Шрифт:
Интервал:
Закладка:
Номер Кочетовского, который «был полностью исполнен на одном месте и состоял из восхитительно гармоничных движений головы, тела и рук, будто вдохновленных яванским классическим танцем», был встречен с восторгом. Затем последовал «Призрак розы», исполненный на фоне черного бархатного занавеса. «Нижинский и его сестра танцевали превосходно, однако что-то из былого волшебства ушло».
Критик из «Таймс» высоко оценил танец Вацлава и Брониславы в обоих балетах, отметив, что «Призрак розы» был равен первоначальному замыслу, но, по его мнению, новые «Сильфиды», хотя Нижинский показал «прекрасный вкус в оформлении и свое утонченное мастерство в интерпретации музыки», «менее успешны» по сравнению с оригинальным соединением музыки, хореографии и декораций, которое было «признанным шедевром».
Реакция публики, вспоминал Бомонт, поначалу вежливая, становилась все более прохладной. Одной из причин этого стало требование Нижинского не зажигать, как было принято, в зале свет при перемене сцен. Он также не позволил администратору театра Морису Волни исполнять музыку во время этих антрактов. И хотя среди публики было множество постоянных посетителей балетов в «Ковент-Гарден» и «Друри-Лейн», в зале роптали не привыкшие к подобному завсегдатаи варьете. Нижинский из-за кулис наблюдал за неукоснительным исполнением своих требований. Как только следующим вечером он удалился в свою гримерную, по распоряжению Волни оркестр начал исполнять музыку Чайковского, отобранную дирижером Германом Финком из репертуара Павловой. Услышав это, Вацлав впал в истерику. В конце концов «Призрак розы» был исполнен как обычно, но Нижинский продолжал горячо протестовать и на следующий день.

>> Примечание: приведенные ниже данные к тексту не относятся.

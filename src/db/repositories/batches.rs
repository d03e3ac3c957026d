use std::collections::HashSet;

use anyhow::{anyhow, bail, Context, Result};
use chrono::{DateTime, NaiveDate, Utc};
use rusqlite::{params, Connection, OptionalExtension, ToSql};

use crate::db::{
    connection::Database,
    helpers::{from_unix_seconds, local_day_bounds, parse_batch_status},
    models::{BatchRecord, BatchStatus},
};

const BATCH_COLUMNS: &str = "id, batch_start_ts, batch_end_ts, status, reason";

fn load_capture_ids(conn: &Connection, batch_id: i64) -> Result<Vec<i64>> {
    let mut stmt = conn.prepare(
        "SELECT bc.capture_id
         FROM batch_captures bc
         JOIN captures c ON c.id = bc.capture_id
         WHERE bc.batch_id = ?1
         ORDER BY c.captured_at ASC, c.id ASC",
    )?;
    let mut rows = stmt.query(params![batch_id])?;
    let mut ids = Vec::new();
    while let Some(row) = rows.next()? {
        ids.push(row.get(0)?);
    }
    Ok(ids)
}

fn query_batches(conn: &Connection, sql: &str, args: &[&dyn ToSql]) -> Result<Vec<BatchRecord>> {
    let mut stmt = conn.prepare(sql)?;
    let mut rows = stmt.query(args)?;

    let mut batches = Vec::new();
    while let Some(row) = rows.next()? {
        let id: i64 = row.get(0)?;
        batches.push(BatchRecord {
            id,
            start_time: from_unix_seconds(row.get(1)?, "batch_start_ts")?,
            end_time: from_unix_seconds(row.get(2)?, "batch_end_ts")?,
            status: parse_batch_status(&row.get::<_, String>(3)?)?,
            reason: row.get(4)?,
            capture_ids: Vec::new(),
        });
    }
    drop(rows);

    for batch in &mut batches {
        batch.capture_ids = load_capture_ids(conn, batch.id)?;
    }

    Ok(batches)
}

fn current_status(conn: &Connection, batch_id: i64) -> Result<BatchStatus> {
    let raw: Option<String> = conn
        .query_row(
            "SELECT status FROM batches WHERE id = ?1",
            params![batch_id],
            |row| row.get(0),
        )
        .optional()?;

    match raw {
        Some(value) => parse_batch_status(&value),
        None => bail!("batch {batch_id} not found"),
    }
}

/// Moves a batch forward, rejecting anything the state machine does not allow.
fn transition(
    conn: &mut Connection,
    batch_id: i64,
    next: BatchStatus,
    reason: Option<String>,
) -> Result<()> {
    let tx = conn.transaction()?;
    let current = current_status(&tx, batch_id)?;
    if !current.can_transition_to(next) {
        bail!("illegal status transition {current} -> {next} for batch {batch_id}");
    }

    tx.execute(
        "UPDATE batches
         SET status = ?1,
             reason = ?2,
             updated_at = strftime('%Y-%m-%dT%H:%M:%SZ', 'now')
         WHERE id = ?3",
        params![next.as_str(), reason, batch_id],
    )?;
    tx.commit()?;
    Ok(())
}

impl Database {
    /// Persist a batch as `pending` together with its member captures.
    ///
    /// Returns `None` without writing anything if a capture already belongs
    /// to another batch.
    pub async fn insert_batch(
        &self,
        start_time: DateTime<Utc>,
        end_time: DateTime<Utc>,
        capture_ids: &[i64],
    ) -> Result<Option<i64>> {
        let capture_ids = capture_ids.to_vec();
        self.execute(move |conn| {
            let tx = conn.transaction()?;
            tx.execute(
                "INSERT INTO batches (batch_start_ts, batch_end_ts, status)
                 VALUES (?1, ?2, ?3)",
                params![
                    start_time.timestamp(),
                    end_time.timestamp(),
                    BatchStatus::Pending.as_str(),
                ],
            )
            .with_context(|| "failed to insert batch")?;
            let batch_id = tx.last_insert_rowid();

            for capture_id in &capture_ids {
                let inserted = tx.execute(
                    "INSERT OR IGNORE INTO batch_captures (batch_id, capture_id) VALUES (?1, ?2)",
                    params![batch_id, capture_id],
                )?;
                if inserted == 0 {
                    // Dropping the transaction rolls the batch row back too.
                    return Ok(None);
                }
            }

            tx.commit().with_context(|| "failed to commit batch")?;
            Ok(Some(batch_id))
        })
        .await
    }

    pub async fn get_batch(&self, batch_id: i64) -> Result<Option<BatchRecord>> {
        self.execute(move |conn| {
            let sql = format!("SELECT {BATCH_COLUMNS} FROM batches WHERE id = ?1");
            Ok(query_batches(conn, &sql, &[&batch_id])?.into_iter().next())
        })
        .await
    }

    /// Batches matching `batch_ids`, in the order given. Unknown ids are skipped.
    pub async fn get_batches(&self, batch_ids: &[i64]) -> Result<Vec<BatchRecord>> {
        let batch_ids = batch_ids.to_vec();
        self.execute(move |conn| {
            let sql = format!("SELECT {BATCH_COLUMNS} FROM batches WHERE id = ?1");
            let mut seen = HashSet::new();
            let mut batches = Vec::new();
            for batch_id in batch_ids {
                if !seen.insert(batch_id) {
                    continue;
                }
                batches.extend(query_batches(conn, &sql, &[&batch_id])?);
            }
            Ok(batches)
        })
        .await
    }

    /// Batches whose start falls on `day` (local calendar), chronologically.
    pub async fn get_batches_for_day(&self, day: NaiveDate) -> Result<Vec<BatchRecord>> {
        let (start, end) = local_day_bounds(day)?;
        self.execute(move |conn| {
            let sql = format!(
                "SELECT {BATCH_COLUMNS} FROM batches
                 WHERE batch_start_ts >= ?1 AND batch_start_ts < ?2
                 ORDER BY batch_start_ts ASC, id ASC"
            );
            query_batches(conn, &sql, &[&start.timestamp(), &end.timestamp()])
        })
        .await
    }

    pub async fn get_all_batches(&self) -> Result<Vec<BatchRecord>> {
        self.execute(|conn| {
            let sql = format!("SELECT {BATCH_COLUMNS} FROM batches ORDER BY batch_start_ts ASC, id ASC");
            query_batches(conn, &sql, &[])
        })
        .await
    }

    pub async fn get_batches_with_status(&self, status: BatchStatus) -> Result<Vec<BatchRecord>> {
        self.execute(move |conn| {
            let sql = format!(
                "SELECT {BATCH_COLUMNS} FROM batches
                 WHERE status = ?1
                 ORDER BY batch_start_ts ASC, id ASC"
            );
            query_batches(conn, &sql, &[&status.as_str()])
        })
        .await
    }

    pub async fn set_batch_status(&self, batch_id: i64, status: BatchStatus) -> Result<()> {
        if status == BatchStatus::Failed {
            return Err(anyhow!("use set_batch_failed to record a failure reason"));
        }
        self.execute(move |conn| transition(conn, batch_id, status, None))
            .await
    }

    pub async fn set_batch_failed(&self, batch_id: i64, reason: &str) -> Result<()> {
        let reason = reason.to_string();
        self.execute(move |conn| transition(conn, batch_id, BatchStatus::Failed, Some(reason)))
            .await
    }

    /// Record a failure for a batch that may never have reached `processing`.
    /// Terminal batches are left untouched and reported as an error.
    pub async fn force_batch_failed(&self, batch_id: i64, reason: &str) -> Result<()> {
        let reason = reason.to_string();
        self.execute(move |conn| {
            let tx = conn.transaction()?;
            let current = current_status(&tx, batch_id)?;
            if current.is_terminal() {
                bail!("batch {batch_id} is already {current}");
            }
            tx.execute(
                "UPDATE batches
                 SET status = ?1,
                     reason = ?2,
                     updated_at = strftime('%Y-%m-%dT%H:%M:%SZ', 'now')
                 WHERE id = ?3",
                params![BatchStatus::Failed.as_str(), reason, batch_id],
            )?;
            tx.commit()?;
            Ok(())
        })
        .await
    }

    /// Force the given batches back to `pending`. Returns the ids that existed
    /// and were reset, in the order given.
    pub async fn reset_batches(&self, batch_ids: &[i64]) -> Result<Vec<i64>> {
        let batch_ids = batch_ids.to_vec();
        self.execute(move |conn| {
            let tx = conn.transaction()?;
            let mut seen = HashSet::new();
            let mut reset = Vec::new();
            for batch_id in batch_ids {
                if !seen.insert(batch_id) {
                    continue;
                }
                let changed = tx.execute(
                    "UPDATE batches
                     SET status = 'pending',
                         reason = NULL,
                         updated_at = strftime('%Y-%m-%dT%H:%M:%SZ', 'now')
                     WHERE id = ?1",
                    params![batch_id],
                )?;
                if changed > 0 {
                    reset.push(batch_id);
                }
            }
            tx.commit()?;
            Ok(reset)
        })
        .await
    }

    /// Force every batch of `day` back to `pending`, returning their ids chronologically.
    pub async fn reset_batches_for_day(&self, day: NaiveDate) -> Result<Vec<i64>> {
        let (start, end) = local_day_bounds(day)?;
        self.execute(move |conn| {
            let tx = conn.transaction()?;
            let ids = {
                let mut stmt = tx.prepare(
                    "SELECT id FROM batches
                     WHERE batch_start_ts >= ?1 AND batch_start_ts < ?2
                     ORDER BY batch_start_ts ASC, id ASC",
                )?;
                let mut rows = stmt.query(params![start.timestamp(), end.timestamp()])?;
                let mut ids: Vec<i64> = Vec::new();
                while let Some(row) = rows.next()? {
                    ids.push(row.get(0)?);
                }
                ids
            };

            tx.execute(
                "UPDATE batches
                 SET status = 'pending',
                     reason = NULL,
                     updated_at = strftime('%Y-%m-%dT%H:%M:%SZ', 'now')
                 WHERE batch_start_ts >= ?1 AND batch_start_ts < ?2",
                params![start.timestamp(), end.timestamp()],
            )?;
            tx.commit()?;
            Ok(ids)
        })
        .await
    }
}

На вторую неделю выступлений анонсировались «Половецкие пляски», а на третью — новая программа, составленная из балетов «Карнавал», «Птица и Принц» и «Греческий танец». Но вечером 16 марта, после целого дня репетиций, у Вацлава внезапно началась инфлюэнца, и Бату пришлось объявить, что Нижинский не сможет танцевать. Балет был спешно заменен рядом мюзик-холльных номеров. Ромола дала Вацлаву аспирин, который, по словам врачей, вызванных леди Рипон, «чуть не убил его, так как у него сердце атлета, и он был в чрезвычайно опасном состоянии». Руководство театра использовало пункт контракта, по которому он расторгался, если танцор не появится на сцене три вечера подряд. Нижинский был не в состоянии продолжать выступления, и сезон внезапно закончился. Оплата декораций, музыки и гонораров была возложена персонально на Вацлава. Обсуждение новых договоренностей потерпело неудачу из-за несогласия сторон. Нижинский больше никогда не танцевал в Лондоне. Сочувствующая ему труппа заявила, что удовлетворена полученным жалованьем и просит заплатить только за обратный проезд в Россию, но Нижинский полностью выплатил тридцати двум танцорам гонорар за год из собственного кармана. Можно спросить, откуда он взял деньги, ведь Дягилев никогда не платил ему жалованье. Дело в том, что за выступления на частных приемах (как у Ага Хана) ему платили баснословные суммы. Так как Дягилев всегда оплачивал его гостиничные счета, кормил и одевал его, а также обеспечивал расходы его матери, эти суммы почти не тратились.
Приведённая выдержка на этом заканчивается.